Question

A particle is dropped from the top of a tower $h$ meter high and simultaneously a particle is projected upwards from bottom. They meet when the upper one has descended $\dfrac{1}{n}$ of the distance. Find the initial velocity of the lower particle ?

Answer 1

Hint: In this question, we will apply the second speed equation $s = ut + \dfrac{1}{2}g{t^2}$ where s is the distance covered, t is the time taken and u is the initial velocity of the particle for both the particles. For the particle dropped from the top, the initial velocity will be taken as zero while the distance to be $\dfrac{h}{n}$ where h is the total height. For the other particle, the distance travelled will be taken as $s = h - \dfrac{h}{n}$ . Now since the two bodies meet at a point in their journeys, the time in air is the same for both the particles. Hence, we will substitute the value of time calculated from the journey of one particle in the other’s equation to get the final answer.

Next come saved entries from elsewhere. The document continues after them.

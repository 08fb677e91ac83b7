//! Tracing subscriber setup for the binary.

use clap::ValueEnum;
use tracing_subscriber::EnvFilter;

/// Log output format.
#[derive(Debug, Clone, Copy, Default, PartialEq, Eq, ValueEnum)]
pub enum LogFormat {
    /// Human-readable lines.
    #[default]
    Text,
    /// One JSON object per event.
    Json,
}

/// Default filter directive for a `-v` count, used when `RUST_LOG` is unset.
pub fn default_directive(verbosity: u8) -> &'static str {
    match verbosity {
        0 => "info",
        1 => "debug",
        _ => "trace",
    }
}

/// Install the global subscriber. `RUST_LOG` overrides the verbosity.
///
/// Fails if a global subscriber is already installed.
pub fn init_logging(
    format: LogFormat,
    verbosity: u8,
) -> Result<(), Box<dyn std::error::Error + Send + Sync>> {
    let filter = EnvFilter::try_from_default_env()
        .unwrap_or_else(|_| EnvFilter::new(default_directive(verbosity)));
    let builder = tracing_subscriber::fmt()
        .with_env_filter(filter)
        .with_writer(std::io::stderr);
    match format {
        LogFormat::Text => builder.try_init(),
        LogFormat::Json => builder.json().try_init(),
    }
}

#[cfg(test)]
mod tests {
    use super::*;

    #[test]
    fn verbosity_maps_to_directive() {
        assert_eq!(default_directive(0), "info");
        assert_eq!(default_directive(1), "debug");
        assert_eq!(default_directive(5), "trace");
    }

    #[test]
    fn second_init_fails() {
        let _ = init_logging(LogFormat::Text, 0);
        assert!(init_logging(LogFormat::Json, 0).is_err());
    }
}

Complete step by step answer:
Let the total height be $h$. For the particle dropped from the top, the initial velocity is given as $u = 0\,m\,{s^{ - 1}}$. The distance travelled is given to be $\dfrac{1}{n}$ of the total height.Hence, we can say that,
$s = \dfrac{h}{n}$
where $s$ is the distance covered.
Using the second speed equation, we have,
$s = ut + \dfrac{1}{2}g{t^2}$
where $s$ is the distance covered, $t$ is the time taken and $u$ is the initial velocity of the particle.
Substituting the known values, we have,
$\dfrac{h}{n} = 0 + \dfrac{1}{2}g{t^2}$
$ \Rightarrow \dfrac{h}{n} = \dfrac{1}{2}g{t^2}$
This can be rewritten as
$t = \sqrt {\dfrac{{2h}}{{ng}}} \,\,\,\,\,\,\,\,\,\,\,\,\,.......(1)$

For the particle thrown upwards, we have the initial velocity be $u\,m\,{s^{ - 1}}$. The distance travelled by the body dropped from the top is given to be $\dfrac{1}{n}$ of the total height. Hence, we can say that $s = \dfrac{h}{n}$ where s is the distance covered. So, the distance travelled by the body thrown from the ground is given as $s = h - \dfrac{h}{n}$
This can be rewritten as $s = h(\dfrac{{n - 1}}{n})$
Using the second speed equation, we have,
$s = ut + \dfrac{1}{2}g{t^2}$
where s is the distance covered, t is the time taken and u is the initial velocity of the particle.
Substituting the known values, we have,
$h(\dfrac{{n - 1}}{n}) = ut - \dfrac{1}{2}g{t^2}$

Now since the two bodies meet at a point in their journeys, the time in air is the same.So, the time in equation (1) must satisfy the above equation as well.Hence, substituting in the equation, we get,
$h(\dfrac{{n - 1}}{n}) = u\sqrt {\dfrac{{2h}}{{ng}}} + \dfrac{1}{2}g \times \dfrac{{2h}}{{ng}}$
Cancelling the common terms, we get,
$h(\dfrac{{n - 1}}{n}) = u\sqrt {\dfrac{{2h}}{{ng}}} - \dfrac{h}{n}$
Rearranging the terms we get,
$h = u\sqrt {\dfrac{{2h}}{{ng}}} $
This can be rewritten as,
$u = \dfrac{h}{{\sqrt {\dfrac{{2h}}{{ng}}} }}$
$\therefore u = \sqrt {\dfrac{{ngh}}{2}} $

Therefore, the initial velocity of the lower particle $\sqrt {\dfrac{{ngh}}{2}}$.

Note:For the particle dropped from the top of the tower, we take acceleration to be positive since the direction of acceleration is the same as the direction of motion which is towards the ground. However, for the particle thrown upwards, the direction of acceleration acting on the particle is just the opposite to the direction of motion. Hence, we took a negative sign along with the acceleration in the speed equation. So, in order to get correct answers, we must take care of the signs we apply.